* ACTION ITEM *
Scan the listing for "static" and copy out each line that has it.

* GIVEN RECORDS *
+===+

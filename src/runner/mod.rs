//! Runner module - executes task-lists on this machine.
//!
//! Used in-process by the local backend and, through the `run-tasklist`
//! subcommand, by the submission scripts of the cluster backends.

mod executor;

pub use executor::{
    ExecutionReport, RunSummary, SLURM_CPUS_ENV, TaskListExecutor, TaskOutcome, default_workers,
};
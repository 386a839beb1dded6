//! Job Manager module
//!
//! Drives the job folder: staging, execution, reset, status and config.

mod job_manager;

pub use job_manager::{ExecuteSummary, JobManager, StatusReport};
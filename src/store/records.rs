//! Record types persisted in the job folder.
//!
//! A task file is plain text: the eta on the first line, the working
//! directory on the second, and the script body verbatim after that.

use std::fmt;
use std::path::{Path, PathBuf};

use crate::error::{JobControlError, Result};

/// Zero-byte marker files written next to a submitted task.
#[derive(Debug, Clone, Copy, PartialEq, Eq)]
pub enum Sentinel {
    Start,
    Finish,
    Success,
}

impl Sentinel {
    pub const ALL: [Sentinel; 3] = [Sentinel::Start, Sentinel::Finish, Sentinel::Success];

    pub fn suffix(&self) -> &'static str {
        match self {
            Sentinel::Start => ".start",
            Sentinel::Finish => ".finish",
            Sentinel::Success => ".success",
        }
    }
}

/// Suffix of the runnable copy of a task's script
pub const RUN_SUFFIX: &str = ".run";

/// Suffix of a task's captured stdout
pub const OUT_SUFFIX: &str = ".out";

/// Suffix of files being written before an atomic rename
pub const TMP_SUFFIX: &str = ".tmp";

/// True for files that live next to task files but are not tasks themselves.
pub fn is_sidecar(file_name: &str) -> bool {
    Sentinel::ALL.iter().any(|s| file_name.ends_with(s.suffix()))
        || file_name.ends_with(RUN_SUFFIX)
        || file_name.ends_with(OUT_SUFFIX)
        || file_name.ends_with(TMP_SUFFIX)
}

/// Path of a file named `{task}{suffix}` next to the task.
pub fn sidecar_path(task: &Path, suffix: &str) -> PathBuf {
    let mut name = task.as_os_str().to_os_string();
    name.push(suffix);
    PathBuf::from(name)
}

/// Lifecycle state of a submitted task, derived from its sentinels.
#[derive(Debug, Clone, Copy, PartialEq, Eq, PartialOrd, Ord, Hash)]
pub enum TaskState {
    /// No sentinel yet
    NeverStarted,
    /// `.start` without `.finish`: still running, or the executor died
    RunningOrCrashed,
    /// `.finish` without `.success`: the script ran and failed
    FinishedFailed,
    /// All three sentinels: pending retirement
    Succeeded,
}

impl TaskState {
    pub fn from_sentinels(started: bool, finished: bool, succeeded: bool) -> Self {
        match (started, finished, succeeded) {
            (_, true, true) => TaskState::Succeeded,
            (_, true, false) => TaskState::FinishedFailed,
            (true, false, _) => TaskState::RunningOrCrashed,
            (false, false, _) => TaskState::NeverStarted,
        }
    }

    pub fn as_str(&self) -> &'static str {
        match self {
            TaskState::NeverStarted => "never started",
            TaskState::RunningOrCrashed => "running or crashed",
            TaskState::FinishedFailed => "failed",
            TaskState::Succeeded => "succeeded",
        }
    }
}

impl fmt::Display for TaskState {
    fn fmt(&self, f: &mut fmt::Formatter<'_>) -> fmt::Result {
        f.write_str(self.as_str())
    }
}

/// Contents of a task file.
#[derive(Debug, Clone, PartialEq)]
pub struct TaskRecord {
    pub eta: f64,
    pub working_dir: PathBuf,
    pub script: String,
}

impl TaskRecord {
    pub fn new(eta: f64, working_dir: impl Into<PathBuf>, script: impl Into<String>) -> Self {
        Self {
            eta,
            working_dir: working_dir.into(),
            script: script.into(),
        }
    }

    /// Serialize to the on-disk format.
    pub fn to_file_contents(&self) -> String {
        format!("{}\n{}\n{}", format_eta(self.eta), self.working_dir.display(), self.script)
    }

    /// Parse the on-disk format; `path` is only used for error messages.
    pub fn parse(path: &Path, contents: &str) -> Result<Self> {
        let malformed = |reason: &str| JobControlError::MalformedTask {
            path: path.to_path_buf(),
            reason: reason.to_string(),
        };

        let mut parts = contents.splitn(3, '\n');
        let eta_line = parts.next().ok_or_else(|| malformed("empty file"))?;
        let eta: f64 = eta_line
            .trim()
            .parse()
            .map_err(|_| malformed(&format!("eta line is not a number: {:?}", eta_line)))?;
        let cwd_line = parts.next().ok_or_else(|| malformed("missing working directory line"))?;
        let cwd = cwd_line.trim_end_matches('\r');
        if cwd.is_empty() {
            return Err(malformed("empty working directory line"));
        }
        let script = parts.next().unwrap_or_default();

        Ok(Self::new(eta, cwd, script))
    }
}

/// A task file in the stage or submitted area.
#[derive(Debug, Clone, PartialEq)]
pub struct TaskEntry {
    /// File name, `{id}_{eta}`
    pub name: String,
    pub path: PathBuf,
    pub eta: f64,
}

/// A batch of submitted tasks recorded in a manifest.
#[derive(Debug, Clone, PartialEq)]
pub struct TaskList {
    pub name: String,
    pub manifest: PathBuf,
    pub tasks: Vec<PathBuf>,
    pub eta: f64,
}

/// Longest plain decimal eta written before switching to exponent form
const MAX_PLAIN_ETA_LEN: usize = 24;

/// Shortest text that parses back to the same eta. Very large or very small
/// values use exponent form so the task file name stays short.
pub fn format_eta(eta: f64) -> String {
    let plain = format!("{}", eta);
    if plain.len() > MAX_PLAIN_ETA_LEN {
        format!("{:e}", eta)
    } else {
        plain
    }
}

/// Parse a textual eta, rejecting negative and non-finite values.
pub fn parse_eta(raw: &str) -> Result<f64> {
    let eta: f64 = raw
        .trim()
        .parse()
        .map_err(|_| JobControlError::InvalidEta(raw.to_string()))?;
    validate_eta(eta)?;
    Ok(eta)
}

pub fn validate_eta(eta: f64) -> Result<()> {
    if eta.is_finite() && eta >= 0.0 {
        Ok(())
    } else {
        Err(JobControlError::InvalidEta(eta.to_string()))
    }
}

/// Split a task file name `{id}_{eta}` into its id and eta.
pub fn parse_task_name(name: &str) -> Option<(&str, f64)> {
    let (id, eta) = name.rsplit_once('_')?;
    let eta: f64 = eta.parse().ok()?;
    if id.is_empty() || validate_eta(eta).is_err() {
        return None;
    }
    Some((id, eta))
}

#[cfg(test)]
mod tests {
    use super::*;

    #[test]
    fn test_state_from_sentinels() {
        assert_eq!(TaskState::from_sentinels(false, false, false), TaskState::NeverStarted);
        assert_eq!(TaskState::from_sentinels(true, false, false), TaskState::RunningOrCrashed);
        assert_eq!(TaskState::from_sentinels(true, true, false), TaskState::FinishedFailed);
        assert_eq!(TaskState::from_sentinels(true, true, true), TaskState::Succeeded);
    }

    #[test]
    fn test_state_finish_wins_over_missing_start() {
        // An executor error before `.start` was written still marks `.finish`
        assert_eq!(TaskState::from_sentinels(false, true, false), TaskState::FinishedFailed);
    }

    #[test]
    fn test_record_round_trip_keeps_script_verbatim() {
        let record = TaskRecord::new(12.5, "/data/run 1", "cd here\n\necho 'a b'\n");
        let contents = record.to_file_contents();
        assert!(contents.starts_with("12.5\n/data/run 1\n"));

        let parsed = TaskRecord::parse(Path::new("x"), &contents).unwrap();
        assert_eq!(parsed, record);
    }

    #[test]
    fn test_record_without_script_body() {
        let parsed = TaskRecord::parse(Path::new("x"), "3\n/tmp").unwrap();
        assert_eq!(parsed.eta, 3.0);
        assert_eq!(parsed.working_dir, PathBuf::from("/tmp"));
        assert_eq!(parsed.script, "");
    }

    #[test]
    fn test_record_malformed() {
        assert!(TaskRecord::parse(Path::new("x"), "").is_err());
        assert!(TaskRecord::parse(Path::new("x"), "ten\n/tmp\necho").is_err());
        assert!(TaskRecord::parse(Path::new("x"), "10").is_err());
        assert!(TaskRecord::parse(Path::new("x"), "10\n\necho").is_err());
    }

    #[test]
    fn test_parse_eta() {
        assert_eq!(parse_eta("10").unwrap(), 10.0);
        assert_eq!(parse_eta(" 0.25 ").unwrap(), 0.25);
        assert_eq!(parse_eta("0").unwrap(), 0.0);
        assert!(matches!(parse_eta("-1"), Err(JobControlError::InvalidEta(_))));
        assert!(matches!(parse_eta("soon"), Err(JobControlError::InvalidEta(_))));
        assert!(matches!(parse_eta("inf"), Err(JobControlError::InvalidEta(_))));
        assert!(matches!(parse_eta("NaN"), Err(JobControlError::InvalidEta(_))));
    }

    #[test]
    fn test_parse_task_name() {
        assert_eq!(
            parse_task_name("20261016093012123456-0007a1b2_10"),
            Some(("20261016093012123456-0007a1b2", 10.0))
        );
        assert_eq!(parse_task_name("abc_1.5"), Some(("abc", 1.5)));
        assert_eq!(parse_task_name("abc"), None);
        assert_eq!(parse_task_name("_3"), None);
        assert_eq!(parse_task_name("abc_x"), None);
    }

    #[test]
    fn test_format_eta_parses_back() {
        for eta in [0.0, 1.0, 10.0, 0.1, 1234.5678, 1e-7] {
            assert_eq!(format_eta(eta).parse::<f64>().unwrap(), eta);
        }
    }

    #[test]
    fn test_format_eta_extremes_stay_short() {
        assert_eq!(format_eta(1e300), "1e300");
        assert_eq!(format_eta(1e-300), "1e-300");
        assert_eq!(format_eta(86400.0), "86400");
        assert_eq!(parse_task_name("abc_1e300"), Some(("abc", 1e300)));
        assert_eq!(parse_task_name("abc_2.5e-300"), Some(("abc", 2.5e-300)));
    }

    #[test]
    fn test_sidecars() {
        assert!(is_sidecar("abc_10.start"));
        assert!(is_sidecar("abc_10.finish"));
        assert!(is_sidecar("abc_10.success"));
        assert!(is_sidecar("abc_10.run"));
        assert!(is_sidecar("abc_10.out"));
        assert!(is_sidecar("abc_10.tmp"));
        assert!(!is_sidecar("abc_10"));
        assert!(!is_sidecar("abc_10.5"));

        let task = Path::new("/jobs/submitted/abc_10");
        assert_eq!(
            sidecar_path(task, Sentinel::Finish.suffix()),
            PathBuf::from("/jobs/submitted/abc_10.finish")
        );
    }
}
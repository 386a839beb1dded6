//! Reconciliation of a task-list after execution.
//!
//! Every task is classified by its sentinels:
//! 1. Never started or started-not-finished: the executor may have died, so
//!    the task goes back to the stage area
//! 2. Finished without success: left in place for inspection and retry
//! 3. Succeeded: retired
//!
//! Tasks that no longer exist were already handled by someone else (usually a
//! remote executor that reconciled its own task-list).

use std::path::{Path, PathBuf};

use log::{info, warn};

use crate::error::Result;
use crate::store::{TaskEntry, TaskState, TaskStore};

/// What happened to each task of a reconciled task-list.
#[derive(Debug, Clone, Default)]
pub struct ReconcileReport {
    /// Succeeded and deleted
    pub retired: Vec<PathBuf>,
    /// Moved back to the stage area
    pub restaged: Vec<TaskEntry>,
    /// Ran and failed; still in the submitted area
    pub failed: Vec<PathBuf>,
    /// No longer present in the submitted area
    pub missing: Vec<PathBuf>,
}

impl ReconcileReport {
    pub fn total(&self) -> usize {
        self.retired.len() + self.restaged.len() + self.failed.len() + self.missing.len()
    }

    /// True when no task is left in the failed state.
    pub fn is_success(&self) -> bool {
        self.failed.is_empty()
    }

    pub fn merge(&mut self, other: ReconcileReport) {
        self.retired.extend(other.retired);
        self.restaged.extend(other.restaged);
        self.failed.extend(other.failed);
        self.missing.extend(other.missing);
    }
}

/// Classify and settle every task of a task-list.
pub fn reconcile(store: &TaskStore, tasks: &[PathBuf]) -> Result<ReconcileReport> {
    let mut report = ReconcileReport::default();

    for task in tasks {
        reconcile_one(store, task, &mut report)?;
    }

    info!(
        "Reconciled {} tasks: {} retired, {} restaged, {} failed, {} missing",
        report.total(),
        report.retired.len(),
        report.restaged.len(),
        report.failed.len(),
        report.missing.len()
    );
    Ok(report)
}

fn reconcile_one(store: &TaskStore, task: &Path, report: &mut ReconcileReport) -> Result<()> {
    if !task.exists() {
        warn!("Cannot find {} anymore", task.display());
        report.missing.push(task.to_path_buf());
        return Ok(());
    }

    match store.state(task) {
        TaskState::NeverStarted => {
            info!("Never started {}, restaging", task.display());
            report.restaged.push(store.restage(task)?);
        }
        TaskState::RunningOrCrashed => {
            info!("{} did not finish, restaging", task.display());
            report.restaged.push(store.restage(task)?);
        }
        TaskState::FinishedFailed => {
            warn!("{} did not succeed, leaving it in place", task.display());
            report.failed.push(task.to_path_buf());
        }
        TaskState::Succeeded => {
            store.retire(task)?;
            report.retired.push(task.to_path_buf());
        }
    }
    Ok(())
}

+===+

* ANSWER BOX *
    pub fn suffix(&self) -> &'static str {
    pub fn as_str(&self) -> &'static str {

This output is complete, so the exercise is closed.